If a line below contains the string "environment", copy it out.

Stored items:
..........
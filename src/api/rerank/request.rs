// Copyright (c) 2025 Fabstir
// SPDX-License-Identifier: BUSL-1.1
use serde::{Deserialize, Serialize};

/// Candidate document to be scored against the query
#[derive(Debug, Clone, Serialize, Deserialize, PartialEq)]
pub struct Document {
    pub id: String,
    pub content: String,
}

/// Request body for POST /rerank
///
/// # Example
/// ```json
/// {
///   "query": "what is a cross-encoder?",
///   "documents": [{ "id": "doc-1", "content": "..." }],
///   "top_k": 3
/// }
/// ```
#[derive(Debug, Clone, Serialize, Deserialize, PartialEq)]
pub struct RerankRequest {
    pub query: String,
    pub documents: Vec<Document>,

    /// Number of documents to return; negative values fail validation
    #[serde(default = "default_top_k")]
    pub top_k: usize,
}

/// Default top_k: 5
fn default_top_k() -> usize {
    5
}
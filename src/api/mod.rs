// Copyright (c) 2025 Fabstir
// SPDX-License-Identifier: BUSL-1.1
pub mod embed;
pub mod errors;
pub mod http_server;
pub mod rerank;

pub use embed::{
    embed_contexts_handler, embed_handler, Context, ConvertContext, EmbedRequest, EmbedResponse,
};
pub use errors::ApiError;
pub use http_server::{
    create_context_embed_app, create_embed_app, create_rerank_app, serve, EmbedState,
    HealthResponse, RerankState,
};
pub use rerank::{rerank_handler, Document, RerankRequest, RerankResponse, RerankResult};
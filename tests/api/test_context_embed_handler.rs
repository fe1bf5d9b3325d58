// Copyright (c) 2025 Fabstir
// SPDX-License-Identifier: BUSL-1.1

//! POST /embed tests for the context embedding service
//!
//! The request is a bare `[{id, content}]` array and the response echoes
//! each record with its vector, in the same order.

use crate::common::{l2_norm, post_json, FailingEmbedder, HashEmbedder};
use axum::http::StatusCode;
use rag_model_api::api::{create_context_embed_app, ConvertContext, EmbedState};
use std::sync::Arc;

fn app(dimension: usize) -> axum::Router {
    create_context_embed_app(EmbedState {
        service: "Context Embedding API",
        embedder: Arc::new(HashEmbedder::new(dimension)),
    })
}

#[tokio::test]
async fn test_contexts_keep_ids_and_order() {
    let (status, body) = post_json(
        app(12),
        "/embed",
        r#"[
            {"id": 30, "content": "third passage"},
            {"id": 10, "content": "first passage"},
            {"id": 20, "content": "second passage"}
        ]"#,
    )
    .await;

    assert_eq!(status, StatusCode::OK);
    let contexts: Vec<ConvertContext> = serde_json::from_value(body).unwrap();

    let ids: Vec<i64> = contexts.iter().map(|c| c.id).collect();
    assert_eq!(ids, vec![30, 10, 20]);
    assert_eq!(contexts[1].content, "first passage");
    for context in &contexts {
        assert_eq!(context.vector.len(), 12);
        assert!((l2_norm(&context.vector) - 1.0).abs() < 1e-4);
    }
}

#[tokio::test]
async fn test_same_content_same_vector() {
    let (_, body) = post_json(
        app(6),
        "/embed",
        r#"[{"id": 1, "content": "dup"}, {"id": 2, "content": "dup"}]"#,
    )
    .await;

    let contexts: Vec<ConvertContext> = serde_json::from_value(body).unwrap();
    assert_eq!(contexts[0].vector, contexts[1].vector);
    assert_ne!(contexts[0].id, contexts[1].id);
}

#[tokio::test]
async fn test_empty_context_list() {
    let (status, body) = post_json(app(6), "/embed", "[]").await;

    assert_eq!(status, StatusCode::OK);
    assert_eq!(body, serde_json::json!([]));
}

#[tokio::test]
async fn test_missing_content_is_422() {
    let (status, _) = post_json(app(6), "/embed", r#"[{"id": 1}]"#).await;

    assert_eq!(status, StatusCode::UNPROCESSABLE_ENTITY);
}

#[tokio::test]
async fn test_object_body_is_422() {
    // The text-embedding shape is not accepted by the context service
    let (status, _) = post_json(app(6), "/embed", r#"{"texts": ["a"]}"#).await;

    assert_eq!(status, StatusCode::UNPROCESSABLE_ENTITY);
}

#[tokio::test]
async fn test_inference_failure_is_500() {
    let app = create_context_embed_app(EmbedState {
        service: "Context Embedding API",
        embedder: Arc::new(FailingEmbedder),
    });

    let (status, _) = post_json(app, "/embed", r#"[{"id": 1, "content": "x"}]"#).await;

    assert_eq!(status, StatusCode::INTERNAL_SERVER_ERROR);
}
// Copyright (c) 2025 Fabstir
// SPDX-License-Identifier: BUSL-1.1

//! Model file resolution
//!
//! `MODEL_NAME` either points at a local directory laid out like a
//! HuggingFace repository, or is a Hub repo id fetched through `hf-hub`
//! (reusing the local HF cache when the files are already there).

pub mod downloading;

pub use downloading::fetch_from_hub;

use std::path::{Path, PathBuf};
use thiserror::Error;
use tracing::info;

/// Tokenizer file expected next to the ONNX graph
pub const TOKENIZER_FILE: &str = "tokenizer.json";

/// sentence-transformers pooling config (embedding models only)
pub const POOLING_CONFIG_FILE: &str = "1_Pooling/config.json";

/// Fallback location of the ONNX graph at the repository root
pub const ROOT_ONNX_FILE: &str = "model.onnx";

#[derive(Debug, Error)]
pub enum ModelError {
    #[error("Model file not found: {0}")]
    FileNotFound(PathBuf),

    #[error("Failed to initialize HuggingFace Hub client: {0}")]
    HubClient(String),

    #[error("Failed to fetch {file} from {repo_id}@{revision}: {message}")]
    Download {
        repo_id: String,
        revision: String,
        file: String,
        message: String,
    },
}

/// Where the model files come from
#[derive(Debug, Clone, PartialEq, Eq)]
pub enum ModelSource {
    LocalDir(PathBuf),
    Hub { repo_id: String, revision: String },
}

impl ModelSource {
    /// Existing directories are local models, anything else is a Hub repo id
    pub fn parse(model_name: &str, revision: &str) -> Self {
        let path = Path::new(model_name);
        if path.is_dir() {
            ModelSource::LocalDir(path.to_path_buf())
        } else {
            ModelSource::Hub {
                repo_id: model_name.to_string(),
                revision: revision.to_string(),
            }
        }
    }
}

/// What the resolved files will be loaded as
#[derive(Debug, Clone, Copy, PartialEq, Eq)]
pub enum ModelRole {
    Embedder,
    CrossEncoder,
}

impl ModelRole {
    /// Only sentence embedders read `1_Pooling/config.json`
    pub fn uses_pooling_config(self) -> bool {
        matches!(self, ModelRole::Embedder)
    }
}

/// Paths of everything needed to build a model
#[derive(Debug, Clone)]
pub struct ModelFiles {
    pub model_path: PathBuf,
    pub tokenizer_path: PathBuf,
    pub pooling_config: Option<PathBuf>,
}

/// Resolves the ONNX graph, tokenizer and, for embedders, the optional
/// pooling config
///
/// `onnx_file` is tried first, then `model.onnx` at the root.
pub async fn resolve_model_files(
    source: &ModelSource,
    onnx_file: &str,
    role: ModelRole,
) -> Result<ModelFiles, ModelError> {
    let files = match source {
        ModelSource::LocalDir(dir) => resolve_local(dir, onnx_file, role)?,
        ModelSource::Hub { repo_id, revision } => {
            fetch_from_hub(repo_id, revision, onnx_file, role).await?
        }
    };

    info!(
        model = %files.model_path.display(),
        tokenizer = %files.tokenizer_path.display(),
        pooling_config = ?files.pooling_config,
        "Resolved model files"
    );
    Ok(files)
}

fn resolve_local(dir: &Path, onnx_file: &str, role: ModelRole) -> Result<ModelFiles, ModelError> {
    let model_path = [dir.join(onnx_file), dir.join(ROOT_ONNX_FILE)]
        .into_iter()
        .find(|path| path.is_file())
        .ok_or_else(|| ModelError::FileNotFound(dir.join(onnx_file)))?;

    let tokenizer_path = dir.join(TOKENIZER_FILE);
    if !tokenizer_path.is_file() {
        return Err(ModelError::FileNotFound(tokenizer_path));
    }

    let pooling_config = Some(dir.join(POOLING_CONFIG_FILE))
        .filter(|path| role.uses_pooling_config() && path.is_file());

    Ok(ModelFiles {
        model_path,
        tokenizer_path,
        pooling_config,
    })
}
//! Chat model backends.
//!
//! A [`ChatModel`] turns a system prompt plus an ordered list of
//! [`ChatMessage`]s into one reply. Backends:
//!
//! - **[`GeminiModel`]**: Google `generateContent` REST API (default).
//! - **[`OpenAIChatModel`]**: `POST /v1/chat/completions`.
//! - **[`DisabledModel`]**: fails every call.
//!
//! API keys are read from the environment on every call, so a missing key
//! surfaces as a failed answer rather than a startup error. Calls are made
//! once: a failed request is reported, never retried.

use anyhow::{bail, Result};
use async_trait::async_trait;
use serde_json::{json, Value};
use std::sync::Arc;
use std::time::Duration;

use crate::config::LlmConfig;
use crate::models::{ChatMessage, Role};

const GEMINI_BASE_URL: &str = "https://generativelanguage.googleapis.com/v1beta";
const OPENAI_BASE_URL: &str = "https://api.openai.com/v1";

/// Reply used when Gemini returns a response with no text parts.
pub const EMPTY_REPLY_FALLBACK: &str = "I'm not sure based on the provided documents.";

#[async_trait]
pub trait ChatModel: Send + Sync {
    fn model_name(&self) -> &str;

    /// Generate a reply to the last message in `messages`.
    async fn complete(&self, system: &str, messages: &[ChatMessage]) -> Result<String>;
}

// ============ Disabled ============

pub struct DisabledModel;

#[async_trait]
impl ChatModel for DisabledModel {
    fn model_name(&self) -> &str {
        "disabled"
    }

    async fn complete(&self, _system: &str, _messages: &[ChatMessage]) -> Result<String> {
        bail!("Language model is disabled. Set [llm] provider in config.")
    }
}

// ============ Gemini ============

pub struct GeminiModel {
    model: String,
    temperature: f32,
    key_env: String,
    base_url: String,
    timeout: Duration,
}

impl GeminiModel {
    pub fn new(config: &LlmConfig) -> Self {
        Self {
            model: config.model.clone(),
            temperature: config.temperature,
            key_env: config.key_env().to_string(),
            base_url: config
                .url
                .clone()
                .unwrap_or_else(|| GEMINI_BASE_URL.to_string()),
            timeout: Duration::from_secs(config.timeout_secs),
        }
    }
}

#[async_trait]
impl ChatModel for GeminiModel {
    fn model_name(&self) -> &str {
        &self.model
    }

    async fn complete(&self, system: &str, messages: &[ChatMessage]) -> Result<String> {
        let api_key = read_key(&self.key_env)?;
        let client = reqwest::Client::builder().timeout(self.timeout).build()?;

        let url = format!(
            "{}/models/{}:generateContent",
            self.base_url.trim_end_matches('/'),
            self.model
        );
        let response = client
            .post(&url)
            .header("x-goog-api-key", api_key)
            .json(&gemini_body(system, messages, self.temperature))
            .send()
            .await?;

        let status = response.status();
        let json: Value = response.json().await.unwrap_or(Value::Null);
        if !status.is_success() {
            bail!("Gemini API error {}: {}", status, api_error_message(&json));
        }
        Ok(parse_gemini_reply(&json))
    }
}

fn gemini_body(system: &str, messages: &[ChatMessage], temperature: f32) -> Value {
    let contents: Vec<Value> = messages
        .iter()
        .map(|m| {
            let role = match m.role {
                Role::User => "user",
                Role::Assistant => "model",
            };
            json!({ "role": role, "parts": [{ "text": m.content }] })
        })
        .collect();

    json!({
        "systemInstruction": { "parts": [{ "text": system }] },
        "contents": contents,
        "generationConfig": { "temperature": temperature },
    })
}

/// Joins the text parts of the first candidate.
fn parse_gemini_reply(json: &Value) -> String {
    let text: String = json
        .pointer("/candidates/0/content/parts")
        .and_then(|p| p.as_array())
        .map(|parts| {
            parts
                .iter()
                .filter_map(|p| p.get("text").and_then(|t| t.as_str()))
                .collect()
        })
        .unwrap_or_default();

    if text.trim().is_empty() {
        EMPTY_REPLY_FALLBACK.to_string()
    } else {
        text
    }
}

// ============ OpenAI ============

pub struct OpenAIChatModel {
    model: String,
    temperature: f32,
    key_env: String,
    base_url: String,
    timeout: Duration,
}

impl OpenAIChatModel {
    pub fn new(config: &LlmConfig) -> Self {
        Self {
            model: config.model.clone(),
            temperature: config.temperature,
            key_env: config.key_env().to_string(),
            base_url: config
                .url
                .clone()
                .unwrap_or_else(|| OPENAI_BASE_URL.to_string()),
            timeout: Duration::from_secs(config.timeout_secs),
        }
    }
}

#[async_trait]
impl ChatModel for OpenAIChatModel {
    fn model_name(&self) -> &str {
        &self.model
    }

    async fn complete(&self, system: &str, messages: &[ChatMessage]) -> Result<String> {
        let api_key = read_key(&self.key_env)?;
        let client = reqwest::Client::builder().timeout(self.timeout).build()?;

        let mut wire = vec![json!({ "role": "system", "content": system })];
        wire.extend(messages.iter().map(|m| json!(m)));

        let response = client
            .post(format!("{}/chat/completions", self.base_url.trim_end_matches('/')))
            .header("Authorization", format!("Bearer {}", api_key))
            .json(&json!({
                "model": self.model,
                "temperature": self.temperature,
                "messages": wire,
            }))
            .send()
            .await?;

        let status = response.status();
        let json: Value = response.json().await.unwrap_or(Value::Null);
        if !status.is_success() {
            bail!("OpenAI API error {}: {}", status, api_error_message(&json));
        }
        parse_openai_reply(&json)
    }
}

fn parse_openai_reply(json: &Value) -> Result<String> {
    json.pointer("/choices/0/message/content")
        .and_then(|c| c.as_str())
        .map(|s| s.to_string())
        .ok_or_else(|| anyhow::anyhow!("Invalid OpenAI response: missing message content"))
}

// ============ Shared ============

fn read_key(var: &str) -> Result<String> {
    match std::env::var(var) {
        Ok(key) if !key.trim().is_empty() => Ok(key),
        _ => bail!("{} environment variable not set", var),
    }
}

/// Both APIs report failures as `{"error": {"message": ...}}`.
fn api_error_message(json: &Value) -> String {
    json.pointer("/error/message")
        .and_then(|m| m.as_str())
        .map(|s| s.to_string())
        .unwrap_or_else(|| json.to_string())
}

/// Create the [`ChatModel`] named by `config.provider`.
pub fn create_model(config: &LlmConfig) -> Result<Arc<dyn ChatModel>> {
    match config.provider.as_str() {
        "disabled" => Ok(Arc::new(DisabledModel)),
        "gemini" => Ok(Arc::new(GeminiModel::new(config))),
        "openai" => Ok(Arc::new(OpenAIChatModel::new(config))),
        other => bail!("Unknown llm provider: {}", other),
    }
}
..........
# Expected output
//! API keys are read from the environment on every call, so a missing key
        _ => bail!("{} environment variable not set", var),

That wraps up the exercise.